** Opening DATASET EXCERPTS block **

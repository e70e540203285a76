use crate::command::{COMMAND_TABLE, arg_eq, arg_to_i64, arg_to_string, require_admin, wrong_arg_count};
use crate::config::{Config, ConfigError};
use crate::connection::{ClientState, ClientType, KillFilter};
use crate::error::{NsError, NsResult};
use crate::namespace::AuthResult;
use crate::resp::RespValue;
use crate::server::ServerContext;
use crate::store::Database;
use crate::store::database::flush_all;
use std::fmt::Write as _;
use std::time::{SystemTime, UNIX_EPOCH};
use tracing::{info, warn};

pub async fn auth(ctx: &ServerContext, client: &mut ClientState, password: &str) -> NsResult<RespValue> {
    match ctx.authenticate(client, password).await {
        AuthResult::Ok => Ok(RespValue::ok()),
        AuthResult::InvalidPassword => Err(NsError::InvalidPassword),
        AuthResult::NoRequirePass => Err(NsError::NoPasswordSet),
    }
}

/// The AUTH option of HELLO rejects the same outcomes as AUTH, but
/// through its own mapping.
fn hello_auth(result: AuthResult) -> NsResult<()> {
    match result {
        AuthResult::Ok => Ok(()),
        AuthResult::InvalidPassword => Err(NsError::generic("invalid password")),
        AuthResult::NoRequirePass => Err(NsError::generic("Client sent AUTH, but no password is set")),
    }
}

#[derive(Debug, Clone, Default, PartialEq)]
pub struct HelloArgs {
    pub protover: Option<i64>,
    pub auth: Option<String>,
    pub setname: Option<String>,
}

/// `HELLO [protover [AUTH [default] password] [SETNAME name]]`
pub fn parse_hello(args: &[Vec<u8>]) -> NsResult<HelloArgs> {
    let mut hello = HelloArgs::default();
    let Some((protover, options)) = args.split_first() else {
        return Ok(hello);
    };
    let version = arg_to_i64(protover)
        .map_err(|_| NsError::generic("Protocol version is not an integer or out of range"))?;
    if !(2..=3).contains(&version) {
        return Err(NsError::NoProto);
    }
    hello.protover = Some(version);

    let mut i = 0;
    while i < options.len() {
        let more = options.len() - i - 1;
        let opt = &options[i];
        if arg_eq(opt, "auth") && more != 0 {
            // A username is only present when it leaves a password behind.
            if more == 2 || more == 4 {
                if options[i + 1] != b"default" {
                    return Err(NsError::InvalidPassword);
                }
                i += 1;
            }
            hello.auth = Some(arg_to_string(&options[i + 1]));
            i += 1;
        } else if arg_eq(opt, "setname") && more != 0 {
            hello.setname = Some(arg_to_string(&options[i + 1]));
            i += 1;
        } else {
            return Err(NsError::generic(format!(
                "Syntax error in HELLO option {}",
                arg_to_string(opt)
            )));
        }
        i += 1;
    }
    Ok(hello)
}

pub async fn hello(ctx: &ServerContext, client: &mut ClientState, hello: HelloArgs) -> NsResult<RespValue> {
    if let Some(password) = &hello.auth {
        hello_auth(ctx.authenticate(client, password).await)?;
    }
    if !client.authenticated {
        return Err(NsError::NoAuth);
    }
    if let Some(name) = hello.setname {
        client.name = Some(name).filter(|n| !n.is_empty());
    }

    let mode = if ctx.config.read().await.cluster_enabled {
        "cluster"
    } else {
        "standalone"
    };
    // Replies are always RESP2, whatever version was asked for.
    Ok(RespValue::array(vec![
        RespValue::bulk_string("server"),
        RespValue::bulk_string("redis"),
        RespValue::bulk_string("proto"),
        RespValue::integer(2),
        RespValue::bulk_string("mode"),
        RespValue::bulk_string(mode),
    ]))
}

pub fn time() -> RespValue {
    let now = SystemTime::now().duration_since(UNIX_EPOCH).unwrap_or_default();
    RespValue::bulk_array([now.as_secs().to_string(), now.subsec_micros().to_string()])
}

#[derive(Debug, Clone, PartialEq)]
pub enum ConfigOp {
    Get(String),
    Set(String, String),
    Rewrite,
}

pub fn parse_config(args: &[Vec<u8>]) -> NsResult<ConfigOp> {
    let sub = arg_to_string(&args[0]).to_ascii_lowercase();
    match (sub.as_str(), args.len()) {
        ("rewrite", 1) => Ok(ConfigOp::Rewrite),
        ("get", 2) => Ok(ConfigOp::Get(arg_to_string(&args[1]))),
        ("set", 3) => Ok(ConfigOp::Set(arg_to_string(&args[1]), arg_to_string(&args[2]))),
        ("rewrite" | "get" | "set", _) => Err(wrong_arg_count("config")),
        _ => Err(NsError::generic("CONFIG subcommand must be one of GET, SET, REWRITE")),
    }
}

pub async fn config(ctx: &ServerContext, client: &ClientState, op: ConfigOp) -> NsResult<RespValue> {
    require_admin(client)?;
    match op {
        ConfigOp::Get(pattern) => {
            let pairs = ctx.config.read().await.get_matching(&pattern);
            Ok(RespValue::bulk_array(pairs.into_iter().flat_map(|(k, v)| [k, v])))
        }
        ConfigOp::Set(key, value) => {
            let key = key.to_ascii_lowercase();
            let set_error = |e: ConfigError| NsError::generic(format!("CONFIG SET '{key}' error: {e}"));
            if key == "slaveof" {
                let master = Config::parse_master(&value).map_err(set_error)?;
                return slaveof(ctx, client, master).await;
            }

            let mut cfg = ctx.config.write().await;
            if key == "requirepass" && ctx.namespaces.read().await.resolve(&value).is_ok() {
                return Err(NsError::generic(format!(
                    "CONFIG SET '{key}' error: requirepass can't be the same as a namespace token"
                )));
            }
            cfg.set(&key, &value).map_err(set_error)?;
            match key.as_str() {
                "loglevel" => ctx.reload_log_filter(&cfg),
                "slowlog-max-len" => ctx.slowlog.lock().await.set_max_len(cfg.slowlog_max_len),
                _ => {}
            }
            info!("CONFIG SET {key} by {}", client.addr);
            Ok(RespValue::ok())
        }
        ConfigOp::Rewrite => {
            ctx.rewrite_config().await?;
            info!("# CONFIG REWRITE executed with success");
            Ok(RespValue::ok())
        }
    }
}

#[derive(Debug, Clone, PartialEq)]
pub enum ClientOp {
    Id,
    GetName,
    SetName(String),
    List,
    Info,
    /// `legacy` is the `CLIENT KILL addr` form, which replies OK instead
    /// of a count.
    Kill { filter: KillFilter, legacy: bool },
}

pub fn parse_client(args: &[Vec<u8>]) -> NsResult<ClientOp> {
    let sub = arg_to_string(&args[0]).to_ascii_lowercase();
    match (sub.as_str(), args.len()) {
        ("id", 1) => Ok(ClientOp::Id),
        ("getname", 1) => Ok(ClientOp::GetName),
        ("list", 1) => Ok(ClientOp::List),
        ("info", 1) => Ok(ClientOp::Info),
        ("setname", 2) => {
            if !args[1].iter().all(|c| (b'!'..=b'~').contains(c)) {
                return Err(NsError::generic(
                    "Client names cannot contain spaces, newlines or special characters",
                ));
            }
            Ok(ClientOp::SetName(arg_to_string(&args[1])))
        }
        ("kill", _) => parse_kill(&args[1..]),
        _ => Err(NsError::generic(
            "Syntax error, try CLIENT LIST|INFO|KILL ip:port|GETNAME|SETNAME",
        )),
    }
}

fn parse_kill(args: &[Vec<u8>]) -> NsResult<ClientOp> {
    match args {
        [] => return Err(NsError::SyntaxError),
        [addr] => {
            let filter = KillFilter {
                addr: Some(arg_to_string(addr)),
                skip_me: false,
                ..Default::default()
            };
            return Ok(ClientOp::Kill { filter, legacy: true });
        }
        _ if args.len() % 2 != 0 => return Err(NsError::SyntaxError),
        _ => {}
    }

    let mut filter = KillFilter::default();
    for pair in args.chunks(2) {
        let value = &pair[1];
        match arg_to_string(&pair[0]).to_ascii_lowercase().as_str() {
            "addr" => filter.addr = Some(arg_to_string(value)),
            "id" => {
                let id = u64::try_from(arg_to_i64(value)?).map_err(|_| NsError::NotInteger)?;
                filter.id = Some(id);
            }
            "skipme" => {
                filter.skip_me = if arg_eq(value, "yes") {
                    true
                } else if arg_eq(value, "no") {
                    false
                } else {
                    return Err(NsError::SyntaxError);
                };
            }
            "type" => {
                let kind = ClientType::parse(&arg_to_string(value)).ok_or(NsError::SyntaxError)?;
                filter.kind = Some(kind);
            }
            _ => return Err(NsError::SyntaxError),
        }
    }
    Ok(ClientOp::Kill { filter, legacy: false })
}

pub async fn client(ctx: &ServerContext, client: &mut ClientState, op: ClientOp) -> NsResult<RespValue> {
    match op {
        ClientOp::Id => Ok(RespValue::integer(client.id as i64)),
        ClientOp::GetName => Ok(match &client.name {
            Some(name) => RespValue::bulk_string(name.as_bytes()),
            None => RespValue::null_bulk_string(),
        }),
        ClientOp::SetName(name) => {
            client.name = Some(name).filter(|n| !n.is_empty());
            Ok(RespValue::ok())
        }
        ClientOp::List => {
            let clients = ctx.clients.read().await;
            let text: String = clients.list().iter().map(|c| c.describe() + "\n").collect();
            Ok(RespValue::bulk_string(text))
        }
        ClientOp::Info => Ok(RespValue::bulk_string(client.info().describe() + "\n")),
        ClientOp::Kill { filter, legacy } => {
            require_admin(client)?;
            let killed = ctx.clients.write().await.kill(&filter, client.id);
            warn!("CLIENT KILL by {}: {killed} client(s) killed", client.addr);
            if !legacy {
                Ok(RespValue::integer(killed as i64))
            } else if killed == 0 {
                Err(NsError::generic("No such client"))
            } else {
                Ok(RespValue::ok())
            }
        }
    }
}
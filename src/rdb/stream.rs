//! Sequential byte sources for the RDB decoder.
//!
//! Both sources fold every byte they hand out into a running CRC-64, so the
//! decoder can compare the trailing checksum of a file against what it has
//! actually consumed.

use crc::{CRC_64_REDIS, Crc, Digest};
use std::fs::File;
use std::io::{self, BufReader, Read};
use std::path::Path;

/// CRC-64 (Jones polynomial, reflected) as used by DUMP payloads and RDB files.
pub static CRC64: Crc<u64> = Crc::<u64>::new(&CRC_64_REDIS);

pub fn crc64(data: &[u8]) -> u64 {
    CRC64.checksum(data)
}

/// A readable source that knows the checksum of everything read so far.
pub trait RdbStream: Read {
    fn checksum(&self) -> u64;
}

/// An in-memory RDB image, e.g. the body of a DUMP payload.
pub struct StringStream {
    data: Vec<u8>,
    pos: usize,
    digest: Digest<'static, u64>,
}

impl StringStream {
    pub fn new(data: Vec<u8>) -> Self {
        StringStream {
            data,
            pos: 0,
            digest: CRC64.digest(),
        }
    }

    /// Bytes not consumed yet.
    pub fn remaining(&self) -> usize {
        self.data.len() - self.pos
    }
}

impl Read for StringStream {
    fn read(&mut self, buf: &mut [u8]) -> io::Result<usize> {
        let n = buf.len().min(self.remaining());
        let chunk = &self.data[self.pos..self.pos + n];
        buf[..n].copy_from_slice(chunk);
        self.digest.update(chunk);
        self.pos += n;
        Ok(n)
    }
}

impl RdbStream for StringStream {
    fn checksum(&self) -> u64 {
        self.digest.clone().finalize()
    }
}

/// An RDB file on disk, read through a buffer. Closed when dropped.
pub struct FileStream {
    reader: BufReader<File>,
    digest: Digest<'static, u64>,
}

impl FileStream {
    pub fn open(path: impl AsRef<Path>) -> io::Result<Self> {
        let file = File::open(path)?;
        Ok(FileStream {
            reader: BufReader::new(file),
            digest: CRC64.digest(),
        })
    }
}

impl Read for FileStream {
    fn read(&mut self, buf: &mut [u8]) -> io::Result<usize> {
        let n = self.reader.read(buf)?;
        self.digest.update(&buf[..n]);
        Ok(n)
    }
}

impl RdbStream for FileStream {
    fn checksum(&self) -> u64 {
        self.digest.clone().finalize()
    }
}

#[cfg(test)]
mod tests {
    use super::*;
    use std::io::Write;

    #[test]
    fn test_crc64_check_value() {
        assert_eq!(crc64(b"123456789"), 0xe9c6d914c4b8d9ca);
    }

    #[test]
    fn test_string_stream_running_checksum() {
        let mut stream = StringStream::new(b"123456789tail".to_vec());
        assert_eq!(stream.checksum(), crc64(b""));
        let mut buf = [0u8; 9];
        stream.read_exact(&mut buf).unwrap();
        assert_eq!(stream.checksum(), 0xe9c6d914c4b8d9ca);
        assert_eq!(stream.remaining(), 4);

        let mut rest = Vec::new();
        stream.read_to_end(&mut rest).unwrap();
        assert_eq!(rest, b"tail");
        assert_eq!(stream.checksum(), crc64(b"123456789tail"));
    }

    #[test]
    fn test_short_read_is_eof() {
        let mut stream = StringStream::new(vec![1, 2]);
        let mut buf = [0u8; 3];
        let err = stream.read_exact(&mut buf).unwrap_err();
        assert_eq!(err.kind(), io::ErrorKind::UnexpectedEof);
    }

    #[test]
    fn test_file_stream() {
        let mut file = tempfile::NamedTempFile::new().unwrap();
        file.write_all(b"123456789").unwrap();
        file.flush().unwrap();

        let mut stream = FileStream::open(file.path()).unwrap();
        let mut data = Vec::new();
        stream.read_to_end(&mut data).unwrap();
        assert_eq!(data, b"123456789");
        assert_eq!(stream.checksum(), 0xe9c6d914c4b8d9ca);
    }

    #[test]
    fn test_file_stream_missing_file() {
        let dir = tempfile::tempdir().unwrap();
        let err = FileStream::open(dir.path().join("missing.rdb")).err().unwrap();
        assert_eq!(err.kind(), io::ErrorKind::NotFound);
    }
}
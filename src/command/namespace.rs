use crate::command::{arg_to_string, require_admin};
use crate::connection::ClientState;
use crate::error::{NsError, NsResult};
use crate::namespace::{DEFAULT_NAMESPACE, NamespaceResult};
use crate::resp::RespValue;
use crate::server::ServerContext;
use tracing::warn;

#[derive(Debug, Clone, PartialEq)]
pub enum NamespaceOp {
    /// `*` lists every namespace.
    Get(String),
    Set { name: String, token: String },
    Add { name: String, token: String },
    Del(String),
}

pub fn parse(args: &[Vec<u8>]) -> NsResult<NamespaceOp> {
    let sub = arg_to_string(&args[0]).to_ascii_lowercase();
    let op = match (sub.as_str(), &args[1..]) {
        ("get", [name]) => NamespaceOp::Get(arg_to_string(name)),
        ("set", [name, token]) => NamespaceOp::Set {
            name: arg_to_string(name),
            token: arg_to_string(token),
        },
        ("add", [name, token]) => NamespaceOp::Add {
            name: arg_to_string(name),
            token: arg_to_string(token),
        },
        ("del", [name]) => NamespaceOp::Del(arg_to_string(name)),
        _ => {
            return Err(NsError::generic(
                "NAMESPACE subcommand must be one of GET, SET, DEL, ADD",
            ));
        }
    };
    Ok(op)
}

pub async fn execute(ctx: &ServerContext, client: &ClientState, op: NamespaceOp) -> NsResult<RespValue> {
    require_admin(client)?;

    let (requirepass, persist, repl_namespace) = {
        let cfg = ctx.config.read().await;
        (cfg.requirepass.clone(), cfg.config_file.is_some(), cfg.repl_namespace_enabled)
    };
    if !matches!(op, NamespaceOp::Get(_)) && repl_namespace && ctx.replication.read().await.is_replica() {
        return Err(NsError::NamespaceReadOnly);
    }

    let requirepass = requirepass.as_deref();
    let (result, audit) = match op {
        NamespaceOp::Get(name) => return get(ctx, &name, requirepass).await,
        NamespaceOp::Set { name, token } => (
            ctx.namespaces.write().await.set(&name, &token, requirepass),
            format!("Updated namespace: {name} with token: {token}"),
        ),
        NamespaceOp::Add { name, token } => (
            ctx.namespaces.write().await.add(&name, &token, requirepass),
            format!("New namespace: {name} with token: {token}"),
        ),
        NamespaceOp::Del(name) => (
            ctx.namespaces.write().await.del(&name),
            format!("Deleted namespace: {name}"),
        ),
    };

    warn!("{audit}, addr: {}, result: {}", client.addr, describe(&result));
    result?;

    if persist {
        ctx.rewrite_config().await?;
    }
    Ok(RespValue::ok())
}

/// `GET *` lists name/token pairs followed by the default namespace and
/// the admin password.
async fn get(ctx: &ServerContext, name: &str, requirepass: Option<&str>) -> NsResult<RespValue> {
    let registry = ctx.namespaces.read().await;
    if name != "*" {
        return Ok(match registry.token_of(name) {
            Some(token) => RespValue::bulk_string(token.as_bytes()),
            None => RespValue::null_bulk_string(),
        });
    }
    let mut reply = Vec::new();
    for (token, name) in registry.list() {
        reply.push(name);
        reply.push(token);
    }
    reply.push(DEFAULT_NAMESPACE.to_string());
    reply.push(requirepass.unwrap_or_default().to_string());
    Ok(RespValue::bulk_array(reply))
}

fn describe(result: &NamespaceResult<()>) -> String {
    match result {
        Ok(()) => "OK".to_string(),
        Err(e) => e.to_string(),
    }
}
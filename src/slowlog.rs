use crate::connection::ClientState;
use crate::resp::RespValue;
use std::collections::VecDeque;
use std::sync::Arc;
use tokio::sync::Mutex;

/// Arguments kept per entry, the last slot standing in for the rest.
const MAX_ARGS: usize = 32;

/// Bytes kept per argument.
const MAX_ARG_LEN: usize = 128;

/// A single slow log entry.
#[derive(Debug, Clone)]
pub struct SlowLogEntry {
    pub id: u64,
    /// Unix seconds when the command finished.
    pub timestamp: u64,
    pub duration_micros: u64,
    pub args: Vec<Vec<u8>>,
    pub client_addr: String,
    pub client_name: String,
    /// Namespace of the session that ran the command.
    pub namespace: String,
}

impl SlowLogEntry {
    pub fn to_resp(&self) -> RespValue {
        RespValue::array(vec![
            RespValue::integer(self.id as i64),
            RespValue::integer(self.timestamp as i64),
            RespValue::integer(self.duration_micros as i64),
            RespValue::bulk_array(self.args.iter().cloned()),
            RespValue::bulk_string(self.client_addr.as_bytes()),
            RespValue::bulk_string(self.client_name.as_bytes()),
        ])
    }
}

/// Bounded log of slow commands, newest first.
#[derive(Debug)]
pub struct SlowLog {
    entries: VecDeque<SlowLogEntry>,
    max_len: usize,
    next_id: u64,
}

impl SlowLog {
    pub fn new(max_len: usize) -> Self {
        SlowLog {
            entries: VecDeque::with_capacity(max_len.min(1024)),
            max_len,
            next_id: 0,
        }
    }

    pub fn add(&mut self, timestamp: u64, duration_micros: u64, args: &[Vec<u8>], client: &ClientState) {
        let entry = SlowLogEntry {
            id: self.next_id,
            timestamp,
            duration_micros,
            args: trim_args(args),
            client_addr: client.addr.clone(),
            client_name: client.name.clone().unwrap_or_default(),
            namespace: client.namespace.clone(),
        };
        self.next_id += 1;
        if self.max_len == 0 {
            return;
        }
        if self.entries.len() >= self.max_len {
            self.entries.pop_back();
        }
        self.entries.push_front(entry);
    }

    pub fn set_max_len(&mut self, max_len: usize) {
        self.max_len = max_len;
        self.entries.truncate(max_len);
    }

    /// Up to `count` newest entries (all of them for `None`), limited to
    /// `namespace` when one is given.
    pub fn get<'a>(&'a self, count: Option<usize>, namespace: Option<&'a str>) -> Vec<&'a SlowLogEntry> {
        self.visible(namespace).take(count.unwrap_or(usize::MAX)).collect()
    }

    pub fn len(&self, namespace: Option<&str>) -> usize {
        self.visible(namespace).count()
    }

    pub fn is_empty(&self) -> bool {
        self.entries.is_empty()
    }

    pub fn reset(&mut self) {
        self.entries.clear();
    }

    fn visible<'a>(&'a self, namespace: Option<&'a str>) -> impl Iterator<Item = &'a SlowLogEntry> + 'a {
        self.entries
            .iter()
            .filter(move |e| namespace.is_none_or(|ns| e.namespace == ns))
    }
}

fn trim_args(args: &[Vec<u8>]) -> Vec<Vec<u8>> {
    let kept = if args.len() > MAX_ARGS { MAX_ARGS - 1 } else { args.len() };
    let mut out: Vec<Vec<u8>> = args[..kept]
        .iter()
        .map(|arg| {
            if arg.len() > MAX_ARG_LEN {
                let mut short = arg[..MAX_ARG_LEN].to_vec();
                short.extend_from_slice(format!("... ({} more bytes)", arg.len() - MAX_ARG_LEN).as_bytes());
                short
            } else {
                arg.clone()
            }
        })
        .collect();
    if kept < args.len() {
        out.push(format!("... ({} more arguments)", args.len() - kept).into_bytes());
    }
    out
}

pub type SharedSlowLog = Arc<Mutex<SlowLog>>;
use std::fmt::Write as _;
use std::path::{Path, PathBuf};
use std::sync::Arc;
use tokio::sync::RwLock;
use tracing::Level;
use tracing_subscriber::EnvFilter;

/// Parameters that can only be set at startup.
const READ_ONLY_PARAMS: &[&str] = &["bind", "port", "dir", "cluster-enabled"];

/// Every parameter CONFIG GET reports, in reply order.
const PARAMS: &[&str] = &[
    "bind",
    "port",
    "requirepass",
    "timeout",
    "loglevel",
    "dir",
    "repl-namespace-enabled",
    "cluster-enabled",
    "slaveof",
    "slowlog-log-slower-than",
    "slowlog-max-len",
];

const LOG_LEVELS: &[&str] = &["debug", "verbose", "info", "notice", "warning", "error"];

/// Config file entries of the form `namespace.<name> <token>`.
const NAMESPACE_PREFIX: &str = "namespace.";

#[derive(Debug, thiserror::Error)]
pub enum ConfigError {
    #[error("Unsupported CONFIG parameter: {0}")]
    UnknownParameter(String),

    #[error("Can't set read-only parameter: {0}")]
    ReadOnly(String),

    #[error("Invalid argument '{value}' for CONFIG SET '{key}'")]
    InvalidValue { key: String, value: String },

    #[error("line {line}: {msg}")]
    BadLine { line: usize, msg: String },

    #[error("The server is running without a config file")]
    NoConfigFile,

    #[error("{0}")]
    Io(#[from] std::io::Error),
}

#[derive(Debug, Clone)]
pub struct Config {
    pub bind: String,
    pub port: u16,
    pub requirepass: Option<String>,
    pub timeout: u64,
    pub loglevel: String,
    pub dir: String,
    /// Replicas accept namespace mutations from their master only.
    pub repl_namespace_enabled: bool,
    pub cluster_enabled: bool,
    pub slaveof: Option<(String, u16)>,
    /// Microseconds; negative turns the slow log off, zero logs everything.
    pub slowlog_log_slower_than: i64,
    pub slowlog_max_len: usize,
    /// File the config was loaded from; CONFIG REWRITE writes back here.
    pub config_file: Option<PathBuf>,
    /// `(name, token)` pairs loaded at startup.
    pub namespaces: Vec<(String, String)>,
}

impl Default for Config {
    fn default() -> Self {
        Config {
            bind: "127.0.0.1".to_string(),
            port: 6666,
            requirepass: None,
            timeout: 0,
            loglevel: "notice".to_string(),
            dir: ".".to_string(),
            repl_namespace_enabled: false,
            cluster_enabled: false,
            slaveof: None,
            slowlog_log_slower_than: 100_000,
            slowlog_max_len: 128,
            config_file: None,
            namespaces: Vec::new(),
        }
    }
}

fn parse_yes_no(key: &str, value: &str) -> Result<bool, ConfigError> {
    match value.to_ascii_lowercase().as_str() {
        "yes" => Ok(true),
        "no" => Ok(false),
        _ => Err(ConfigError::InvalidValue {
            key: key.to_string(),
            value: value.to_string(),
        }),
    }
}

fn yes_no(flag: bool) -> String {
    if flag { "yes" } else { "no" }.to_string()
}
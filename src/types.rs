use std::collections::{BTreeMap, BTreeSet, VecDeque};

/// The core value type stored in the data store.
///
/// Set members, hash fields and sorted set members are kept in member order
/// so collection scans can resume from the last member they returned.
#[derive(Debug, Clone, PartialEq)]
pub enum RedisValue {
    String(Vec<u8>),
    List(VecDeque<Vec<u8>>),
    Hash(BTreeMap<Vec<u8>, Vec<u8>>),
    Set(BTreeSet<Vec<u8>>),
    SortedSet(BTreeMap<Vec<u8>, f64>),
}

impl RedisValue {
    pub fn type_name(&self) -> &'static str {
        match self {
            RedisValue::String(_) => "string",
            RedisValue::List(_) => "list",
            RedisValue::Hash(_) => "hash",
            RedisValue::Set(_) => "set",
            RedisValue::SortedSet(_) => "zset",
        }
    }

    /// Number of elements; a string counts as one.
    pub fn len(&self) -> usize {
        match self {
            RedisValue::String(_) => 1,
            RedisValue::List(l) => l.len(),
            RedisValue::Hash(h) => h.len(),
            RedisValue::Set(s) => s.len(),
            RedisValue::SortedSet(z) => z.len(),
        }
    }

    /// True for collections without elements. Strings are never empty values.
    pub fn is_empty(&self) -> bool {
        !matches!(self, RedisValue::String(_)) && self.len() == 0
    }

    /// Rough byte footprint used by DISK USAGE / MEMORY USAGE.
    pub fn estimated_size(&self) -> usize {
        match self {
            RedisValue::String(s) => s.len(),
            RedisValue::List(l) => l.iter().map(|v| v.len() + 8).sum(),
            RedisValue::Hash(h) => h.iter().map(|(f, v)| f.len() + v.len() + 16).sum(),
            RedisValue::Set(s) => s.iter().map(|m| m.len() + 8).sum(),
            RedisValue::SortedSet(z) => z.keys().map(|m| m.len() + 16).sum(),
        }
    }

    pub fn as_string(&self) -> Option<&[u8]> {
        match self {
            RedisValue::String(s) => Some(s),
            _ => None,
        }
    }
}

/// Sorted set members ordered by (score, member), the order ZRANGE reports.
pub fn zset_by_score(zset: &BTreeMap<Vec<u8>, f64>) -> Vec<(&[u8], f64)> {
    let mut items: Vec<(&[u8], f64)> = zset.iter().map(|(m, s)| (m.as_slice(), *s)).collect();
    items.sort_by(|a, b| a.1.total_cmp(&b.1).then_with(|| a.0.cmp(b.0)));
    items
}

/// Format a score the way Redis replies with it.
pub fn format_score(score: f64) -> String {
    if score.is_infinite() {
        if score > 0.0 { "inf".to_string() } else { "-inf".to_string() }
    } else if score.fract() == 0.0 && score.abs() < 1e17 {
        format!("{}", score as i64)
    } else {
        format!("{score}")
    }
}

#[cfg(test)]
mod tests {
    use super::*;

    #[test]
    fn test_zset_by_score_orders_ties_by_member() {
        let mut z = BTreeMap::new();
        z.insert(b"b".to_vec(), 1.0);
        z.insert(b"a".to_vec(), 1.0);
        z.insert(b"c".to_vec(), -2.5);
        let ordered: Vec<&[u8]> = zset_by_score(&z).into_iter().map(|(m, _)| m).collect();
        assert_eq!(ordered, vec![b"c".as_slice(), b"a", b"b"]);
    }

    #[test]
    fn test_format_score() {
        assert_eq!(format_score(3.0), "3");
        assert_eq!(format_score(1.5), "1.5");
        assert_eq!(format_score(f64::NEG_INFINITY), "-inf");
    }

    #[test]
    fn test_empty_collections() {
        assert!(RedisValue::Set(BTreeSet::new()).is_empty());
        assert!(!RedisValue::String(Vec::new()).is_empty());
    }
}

** Closing DATASET EXCERPTS block **

## EXERCISE REQUIREMENTS
Within the records above, how many lines include the word "remaining"? State the number by itself.

## ANSWER BOX
3